El escapulario, un signo para un mundo flagelado por el mal
Juan Pablo II,
11 septiembre 2001
Ver también:
Escapulario
El pontífice había programado la audiencia general de este miércoles
como el gran momento para celebrar en la plaza de San Pedro los 750
años de la entrega del escapulario de María a san Simón Stock.
Las cosas tomaron un giro especial por los actos terroristas en EEUU.
El Papa dijo: «Aunque la fuerza de las
tinieblas parezca prevalecer, el creyente sabe que el mal y la muerte
no tienen la última palabra.
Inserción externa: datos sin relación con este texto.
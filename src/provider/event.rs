//! Streaming message-event protocol between providers and the conversation

use crate::conversation::ContentItem;
use serde::{Deserialize, Serialize};
use tokio::sync::mpsc;
use tokio_util::sync::CancellationToken;

/// Incremental event produced while a provider answers a turn.
///
/// One `Created` precedes all deltas of a message. Exactly one terminal
/// event (`Completed`, `Fallback` or `Error`) ends the stream.
#[derive(Debug, Clone, PartialEq, Eq, Serialize, Deserialize)]
#[serde(tag = "type", rename_all = "snake_case")]
pub enum ProviderMessageEvent {
    Created {
        message_id: String,
        thread_id: String,
    },
    OutputTextDelta {
        message_id: String,
        content_id: String,
        text_delta: String,
    },
    FunctionCallProposed {
        message_id: String,
        content_id: String,
        name: String,
        arguments: String,
    },
    Completed {
        message_id: String,
        user_message_id: String,
        #[serde(default, skip_serializing_if = "Option::is_none")]
        response_id: Option<String>,
    },
    /// Whole content at once, for responses that could not be streamed
    Fallback {
        content: Vec<ContentItem>,
        has_tools: bool,
        #[serde(default, skip_serializing_if = "Option::is_none")]
        response_id: Option<String>,
    },
    Error {
        message: String,
    },
}

impl ProviderMessageEvent {
    pub fn is_terminal(&self) -> bool {
        matches!(
            self,
            Self::Completed { .. } | Self::Fallback { .. } | Self::Error { .. }
        )
    }

    pub fn kind(&self) -> &'static str {
        match self {
            Self::Created { .. } => "created",
            Self::OutputTextDelta { .. } => "output_text_delta",
            Self::FunctionCallProposed { .. } => "function_call_proposed",
            Self::Completed { .. } => "completed",
            Self::Fallback { .. } => "fallback",
            Self::Error { .. } => "error",
        }
    }
}

/// Receiving end handed to a provider for one turn.
///
/// Emission stops for good once the turn's token is cancelled.
#[derive(Debug, Clone)]
pub struct EventSink {
    tx: mpsc::Sender<ProviderMessageEvent>,
    cancel: CancellationToken,
}

impl EventSink {
    pub fn new(tx: mpsc::Sender<ProviderMessageEvent>, cancel: CancellationToken) -> Self {
        Self { tx, cancel }
    }

    /// Create a sink plus the receiver the session drains
    pub fn channel(
        cancel: CancellationToken,
        capacity: usize,
    ) -> (Self, mpsc::Receiver<ProviderMessageEvent>) {
        let (tx, rx) = mpsc::channel(capacity);
        (Self::new(tx, cancel), rx)
    }

    /// Deliver an event. Returns `false` when the turn is over (cancelled or
    /// nobody is listening) and the provider should return.
    pub async fn emit(&self, event: ProviderMessageEvent) -> bool {
        if self.cancel.is_cancelled() {
            return false;
        }
        self.tx.send(event).await.is_ok()
    }

    pub fn is_cancelled(&self) -> bool {
        self.cancel.is_cancelled()
    }

    /// Resolves when the turn is cancelled
    pub async fn cancelled(&self) {
        self.cancel.cancelled().await;
    }
}
/// Body reporting the settled calls of `request.message`, chained onto the
/// response that proposed them
fn function_results_request(request: FunctionCallTurn) -> ResponsesRequest {
    let previous_response_id = request.message.response_id.clone();
    let input = if previous_response_id.is_some() {
        function_call_outputs(&request.message)
    } else {
        let mut items = history_items(&request.history);
        items.extend(message_items(&request.message));
        items
    };

    ResponsesRequest::new(request.model, None, input, &request.tools, previous_response_id)
}

/// Response id of the most recent message that has one
fn latest_response_id(history: &[Message]) -> Option<String> {
    history
        .iter()
        .rev()
        .find_map(|message| message.response_id.clone())
}

/// Every call of the chained response needs an output item or the API rejects
/// the request. Calls that ran report their result even when the follow-up
/// that carried it was stopped.
fn pending_call_outputs(history: &[Message], response_id: &str) -> Vec<InputItem> {
    let Some(message) = history
        .iter()
        .rev()
        .find(|m| m.response_id.as_deref() == Some(response_id))
    else {
        return Vec::new();
    };

    message
        .content
        .iter()
        .filter_map(|item| match item {
            ContentItem::FunctionCall { id, result, .. } => Some(call_output(id, result.as_ref())),
            ContentItem::OutputText { .. } => None,
        })
        .collect()
}

fn history_items(history: &[Message]) -> Vec<InputItem> {
    history.iter().flat_map(message_items).collect()
}

fn message_items(message: &Message) -> Vec<InputItem> {
    let role = match message.role {
        Role::User => "user",
        Role::Assistant => "assistant",
    };

    let mut items = Vec::new();
    for item in &message.content {
        match item {
            ContentItem::OutputText { text, .. } => {
                if !text.is_empty() {
                    items.push(InputItem::Message {
                        role: role.to_string(),
                        content: text.clone(),
                    });
                }
            }
            ContentItem::FunctionCall {
                id,
                name,
                arguments,
                result,
                ..
            } => {
                items.push(InputItem::FunctionCall {
                    call_id: id.clone(),
                    name: name.clone(),
                    arguments: arguments.clone(),
                });
                if let Some(result) = result {
                    items.push(call_output(id, Some(result)));
                }
            }
        }
    }
    items
}

/// `function_call_output` items for every call in the message that has a result
fn function_call_outputs(message: &Message) -> Vec<InputItem> {
    message
        .content
        .iter()
        .filter_map(|item| match item {
            ContentItem::FunctionCall {
                id,
                result: Some(result),
                ..
            } => Some(call_output(id, Some(result))),
            _ => None,
        })
        .collect()
}

fn call_output(call_id: &str, result: Option<&FunctionCallResult>) -> InputItem {
    let output = match result {
        Some(result) => serde_json::to_string(result)
            .unwrap_or_else(|_| r#"{"success":false}"#.to_string()),
        None => NOT_EXECUTED_OUTPUT.to_string(),
    };
    InputItem::FunctionCallOutput {
        call_id: call_id.to_string(),
        output,
    }
}

// ============================================================================
// Response translation
// ============================================================================

async fn emit_fallback(
    body: ResponsesApiResponse,
    turn: &TurnIds,
    sink: &EventSink,
) -> Result<(), ProviderError> {
    let content = fallback_content(body.output);
    let has_tools = content.iter().any(ContentItem::is_function_call);

    let created = ProviderMessageEvent::Created {
        message_id: body.id.clone(),
        thread_id: turn.thread_id.clone(),
    };
    if sink.emit(created).await {
        sink.emit(ProviderMessageEvent::Fallback {
            content,
            has_tools,
            response_id: Some(body.id),
        })
        .await;
    }
    Ok(())
}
Aquí encuentra su fundamento la esperanza
cristiana; aquí se alimenta, en este momento, nuestra confianza
orante».
«También yo llevo mi escapulario desde hace mucho tiempo, el
escapulario del Carmelo», reveló el pasado 25 de marzo, al escribir
una carta con motivo del aniversario del escapulario.
El Papa, tras leer en su juventud las obras de San
Juan de la Cruz, pensó entrar en el Carmelo.
Mas tarde basó su tesis doctoral en sus escritos místicos.
El escapulario fue el don que recibió por el general de la Orden
Carmelita, Simón Stock, en 1251, en una aparición de la Virgen, en la
que le aseguró la salvación eterna para todos los que lo llevaran con
devoción.
En esa misma carta, añadió en la mañana de este miércoles el obispo de
Roma, «he escrito que el escapulario es esencialmente un "hábito" que
evoca, por una parte la protección continua de la Virgen María en esta
vida y en el tránsito a la plenitud de la gloria eterna».
El escapulario es
un llamamiento a hacer de la devoción de María «un estilo de vida
cristiana, entretejido de oración y vida interior».